• Problem to solve
What follows is a set of records. Repeat every one of them exactly.

#####

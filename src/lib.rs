//! Credential Service
//!
//! Account lifecycle and credential management:
//! - Account creation with safe defaults (enabled, non-admin)
//! - Salted, tunable-cost password hashing (bcrypt or Argon2id)
//! - Password changes gated on the current password
//! - Administrative role and enabled-state updates
//!
//! Storage is reached only through [`domain::user::UserStore`]; in-memory and
//! PostgreSQL implementations live in [`infrastructure::user`].

pub mod cli;
pub mod config;
pub mod domain;
pub mod infrastructure;

pub use config::AppConfig;
pub use domain::{DomainError, ErrorKind};
pub use infrastructure::user::{CreateUserRequest, UserService};
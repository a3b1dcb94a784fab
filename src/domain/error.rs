use thiserror::Error;

use super::user::StoreError;

/// Broad category of a [`DomainError`], for callers that branch on failures
#[derive(Debug, Clone, Copy, PartialEq, Eq)]
pub enum ErrorKind {
    Validation,
    Entropy,
    Hashing,
    Authentication,
    NotFound,
    Store,
    Configuration,
}

/// Core domain errors
#[derive(Debug, Error)]
pub enum DomainError {
    #[error("Validation error: {message}")]
    Validation { message: String },

    #[error("Entropy error: {message}")]
    Entropy { message: String },

    #[error("Hashing error: {message}")]
    Hashing { message: String },

    #[error("Authentication failed: {message}")]
    Authentication { message: String },

    #[error("Not found: {message}")]
    NotFound { message: String },

    #[error("Storage error: {0}")]
    Store(StoreError),

    #[error("Configuration error: {message}")]
    Configuration { message: String },
}

impl DomainError {
    pub fn validation(message: impl Into<String>) -> Self {
        Self::Validation {
            message: message.into(),
        }
    }

    pub fn entropy(message: impl Into<String>) -> Self {
        Self::Entropy {
            message: message.into(),
        }
    }

    pub fn hashing(message: impl Into<String>) -> Self {
        Self::Hashing {
            message: message.into(),
        }
    }

    pub fn authentication(message: impl Into<String>) -> Self {
        Self::Authentication {
            message: message.into(),
        }
    }

    pub fn not_found(message: impl Into<String>) -> Self {
        Self::NotFound {
            message: message.into(),
        }
    }

    pub fn configuration(message: impl Into<String>) -> Self {
        Self::Configuration {
            message: message.into(),
        }
    }

    pub fn kind(&self) -> ErrorKind {
        match self {
            Self::Validation { .. } => ErrorKind::Validation,
            Self::Entropy { .. } => ErrorKind::Entropy,
            Self::Hashing { .. } => ErrorKind::Hashing,
            Self::Authentication { .. } => ErrorKind::Authentication,
            Self::NotFound { .. } => ErrorKind::NotFound,
            Self::Store(_) => ErrorKind::Store,
            Self::Configuration { .. } => ErrorKind::Configuration,
        }
    }
}

impl From<StoreError> for DomainError {
    fn from(err: StoreError) -> Self {
        match err {
            StoreError::NotFound { message } => Self::NotFound { message },
            other => Self::Store(other),
        }
    }
}
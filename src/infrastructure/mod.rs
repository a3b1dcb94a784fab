//! Infrastructure layer
//!
//! Concrete hashing, storage and logging behind the domain traits.

pub mod logging;
pub mod storage;
pub mod user;
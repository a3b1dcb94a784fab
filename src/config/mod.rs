mod app_config;

pub use app_config::{
    AppConfig, AuthConfig, DatabaseConfig, HashAlgorithm, LogFormat, LoggingConfig,
    StatusUpdatePolicy, BCRYPT_MAX_COST, BCRYPT_MIN_COST,
};
//! User commands - account administration against the PostgreSQL store

use std::sync::Arc;

use clap::{ArgAction, Args, Subcommand};

use crate::config::AppConfig;
use crate::domain::user::{User, UserId, UserStore};
use crate::infrastructure::user::{
    hasher_from_config, CreateUserRequest, PasswordHasher, PostgresUserStore, UserService,
};

type CliUserService = UserService<dyn UserStore, dyn PasswordHasher>;

#[derive(Subcommand, Debug)]
pub enum UserCommand {
    /// Create a new, enabled user
    Create(CreateArgs),

    /// Print a user as JSON
    Show {
        id: i64,
    },

    /// Change a user's password after checking the current one
    ChangePassword {
        id: i64,
        #[arg(long)]
        old: String,
        #[arg(long)]
        new: String,
    },

    /// Grant or revoke the administrative flag
    SetAdmin {
        id: i64,
        #[arg(action = ArgAction::Set)]
        admin: bool,
    },

    /// Enable or disable a user
    SetEnabled {
        id: i64,
        #[arg(action = ArgAction::Set)]
        enabled: bool,
        /// The user's current password, required unless the status update
        /// policy is `unchecked`
        #[arg(long)]
        password: Option<String>,
    },
}

#[derive(Args, Debug)]
pub struct CreateArgs {
    #[arg(long)]
    pub username: String,
    #[arg(long)]
    pub email: String,
    #[arg(long, env = "CREDENTIAL_PASSWORD", hide_env_values = true)]
    pub password: String,
    #[arg(long)]
    pub admin: bool,
    /// Require the user to change their password on next login
    #[arg(long)]
    pub force_reset: bool,
}

impl From<CreateArgs> for CreateUserRequest {
    fn from(args: CreateArgs) -> Self {
        CreateUserRequest::new(args.username, args.email, args.password)
            .with_admin(args.admin)
            .with_forced_password_reset(args.force_reset)
    }
}

/// Build the service the way the CLI runs it
pub fn build_service(config: &AppConfig, store: Arc<dyn UserStore>) -> CliUserService {
    UserService::new(store, hasher_from_config(&config.auth))
        .with_status_update_policy(config.auth.status_update_policy)
}

pub async fn run(command: UserCommand) -> anyhow::Result<()> {
    let (config, pool) = super::bootstrap().await?;
    let store: Arc<dyn UserStore> = Arc::new(PostgresUserStore::new(pool.clone()));
    let service = build_service(&config, store);

    let result = execute(&service, command).await;
    pool.close().await;

    if let Some(user) = result? {
        println!("{}", serde_json::to_string_pretty(&user)?);
    }

    Ok(())
}

/// Run one command, returning the user to print when there is one
async fn execute(service: &CliUserService, command: UserCommand) -> anyhow::Result<Option<User>> {
    let user = match command {
        UserCommand::Create(args) => service.create_user(args.into()).await?,
        UserCommand::Show { id } => service.get_user(UserId::new(id)?).await?,
        UserCommand::ChangePassword { id, old, new } => {
            service.change_password(UserId::new(id)?, &old, &new).await?;
            return Ok(None);
        }
        UserCommand::SetAdmin { id, admin } => {
            let id = UserId::new(id)?;
            service.update_admin_role(id, admin).await?;
            service.get_user(id).await?
        }
        UserCommand::SetEnabled {
            id,
            enabled,
            password,
        } => {
            let id = UserId::new(id)?;
            service
                .update_user_status(id, password.as_deref(), enabled)
                .await?;
            service.get_user(id).await?
        }
    };

    Ok(Some(user))
}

#####

• Written answer
filename src/lib.rs
//! Credential Service
//!
//! Account lifecycle and credential management:
//! - Account creation with safe defaults (enabled, non-admin)
//! - Salted, tunable-cost password hashing (bcrypt or Argon2id)
//! - Password changes gated on the current password
//! - Administrative role and enabled-state updates
//!
//! Storage is reached only through [`domain::user::UserStore`]; in-memory and
//! PostgreSQL implementations live in [`infrastructure::user`].

pub mod cli;
pub mod config;
pub mod domain;
pub mod infrastructure;

pub use config::AppConfig;
pub use domain::{DomainError, ErrorKind};
pub use infrastructure::user::{CreateUserRequest, UserService};
repository a3b1dcb94a784fab
filename src/domain/error.rs
use thiserror::Error;

use super::user::StoreError;

/// Broad category of a [`DomainError`], for callers that branch on failures
#[derive(Debug, Clone, Copy, PartialEq, Eq)]
pub enum ErrorKind {
    Validation,
    Entropy,
    Hashing,
    Authentication,
    NotFound,
    Store,
    Configuration,
}

/// Core domain errors
#[derive(Debug, Error)]
pub enum DomainError {
    #[error("Validation error: {message}")]
    Validation { message: String },

    #[error("Entropy error: {message}")]
    Entropy { message: String },

    #[error("Hashing error: {message}")]
    Hashing { message: String },

    #[error("Authentication failed: {message}")]
    Authentication { message: String },

    #[error("Not found: {message}")]
    NotFound { message: String },

    #[error("Storage error: {0}")]
    Store(StoreError),

    #[error("Configuration error: {message}")]
    Configuration { message: String },
}

impl DomainError {
    pub fn validation(message: impl Into<String>) -> Self {
        Self::Validation {
            message: message.into(),
        }
    }

    pub fn entropy(message: impl Into<String>) -> Self {
        Self::Entropy {
            message: message.into(),
        }
    }

    pub fn hashing(message: impl Into<String>) -> Self {
        Self::Hashing {
            message: message.into(),
        }
    }

    pub fn authentication(message: impl Into<String>) -> Self {
        Self::Authentication {
            message: message.into(),
        }
    }

    pub fn not_found(message: impl Into<String>) -> Self {
        Self::NotFound {
            message: message.into(),
        }
    }

    pub fn configuration(message: impl Into<String>) -> Self {
        Self::Configuration {
            message: message.into(),
        }
    }

    pub fn kind(&self) -> ErrorKind {
        match self {
            Self::Validation { .. } => ErrorKind::Validation,
            Self::Entropy { .. } => ErrorKind::Entropy,
            Self::Hashing { .. } => ErrorKind::Hashing,
            Self::Authentication { .. } => ErrorKind::Authentication,
            Self::NotFound { .. } => ErrorKind::NotFound,
            Self::Store(_) => ErrorKind::Store,
            Self::Configuration { .. } => ErrorKind::Configuration,
        }
    }
}

impl From<StoreError> for DomainError {
    fn from(err: StoreError) -> Self {
        match err {
            StoreError::NotFound { message } => Self::NotFound { message },
            other => Self::Store(other),
        }
    }
}
filename src/infrastructure/mod.rs
repository a3b1dcb94a784fab
//! Infrastructure layer
//!
//! Concrete hashing, storage and logging behind the domain traits.

pub mod logging;
pub mod storage;
pub mod user;
repository a3b1dcb94a784fab
filename src/config/mod.rs
mod app_config;

pub use app_config::{
    AppConfig, AuthConfig, DatabaseConfig, HashAlgorithm, LogFormat, LoggingConfig,
    StatusUpdatePolicy, BCRYPT_MAX_COST, BCRYPT_MIN_COST,
};
//! User commands - account administration against the PostgreSQL store

use std::sync::Arc;

use clap::{ArgAction, Args, Subcommand};

use crate::config::AppConfig;
use crate::domain::user::{User, UserId, UserStore};
use crate::infrastructure::user::{
    hasher_from_config, CreateUserRequest, PasswordHasher, PostgresUserStore, UserService,
};

type CliUserService = UserService<dyn UserStore, dyn PasswordHasher>;

#[derive(Subcommand, Debug)]
pub enum UserCommand {
    /// Create a new, enabled user
    Create(CreateArgs),

    /// Print a user as JSON
    Show {
        id: i64,
    },

    /// Change a user's password after checking the current one
    ChangePassword {
        id: i64,
        #[arg(long)]
        old: String,
        #[arg(long)]
        new: String,
    },

    /// Grant or revoke the administrative flag
    SetAdmin {
        id: i64,
        #[arg(action = ArgAction::Set)]
        admin: bool,
    },

    /// Enable or disable a user
    SetEnabled {
        id: i64,
        #[arg(action = ArgAction::Set)]
        enabled: bool,
        /// The user's current password, required unless the status update
        /// policy is `unchecked`
        #[arg(long)]
        password: Option<String>,
    },
}

#[derive(Args, Debug)]
pub struct CreateArgs {
    #[arg(long)]
    pub username: String,
    #[arg(long)]
    pub email: String,
    #[arg(long, env = "CREDENTIAL_PASSWORD", hide_env_values = true)]
    pub password: String,
    #[arg(long)]
    pub admin: bool,
    /// Require the user to change their password on next login
    #[arg(long)]
    pub force_reset: bool,
}

impl From<CreateArgs> for CreateUserRequest {
    fn from(args: CreateArgs) -> Self {
        CreateUserRequest::new(args.username, args.email, args.password)
            .with_admin(args.admin)
            .with_forced_password_reset(args.force_reset)
    }
}

/// Build the service the way the CLI runs it
pub fn build_service(config: &AppConfig, store: Arc<dyn UserStore>) -> CliUserService {
    UserService::new(store, hasher_from_config(&config.auth))
        .with_status_update_policy(config.auth.status_update_policy)
}

pub async fn run(command: UserCommand) -> anyhow::Result<()> {
    let (config, pool) = super::bootstrap().await?;
    let store: Arc<dyn UserStore> = Arc::new(PostgresUserStore::new(pool.clone()));
    let service = build_service(&config, store);

    let result = execute(&service, command).await;
    pool.close().await;

    if let Some(user) = result? {
        println!("{}", serde_json::to_string_pretty(&user)?);
    }

    Ok(())
}

/// Run one command, returning the user to print when there is one
async fn execute(service: &CliUserService, command: UserCommand) -> anyhow::Result<Option<User>> {
    let user = match command {
        UserCommand::Create(args) => service.create_user(args.into()).await?,
        UserCommand::Show { id } => service.get_user(UserId::new(id)?).await?,
        UserCommand::ChangePassword { id, old, new } => {
            service.change_password(UserId::new(id)?, &old, &new).await?;
            return Ok(None);
        }
        UserCommand::SetAdmin { id, admin } => {
            let id = UserId::new(id)?;
            service.update_admin_role(id, admin).await?;
            service.get_user(id).await?
        }
        UserCommand::SetEnabled {
            id,
            enabled,
            password,
        } => {
            let id = UserId::new(id)?;
            service
                .update_user_status(id, password.as_deref(), enabled)
                .await?;
            service.get_user(id).await?
        }
    };

    Ok(Some(user))
}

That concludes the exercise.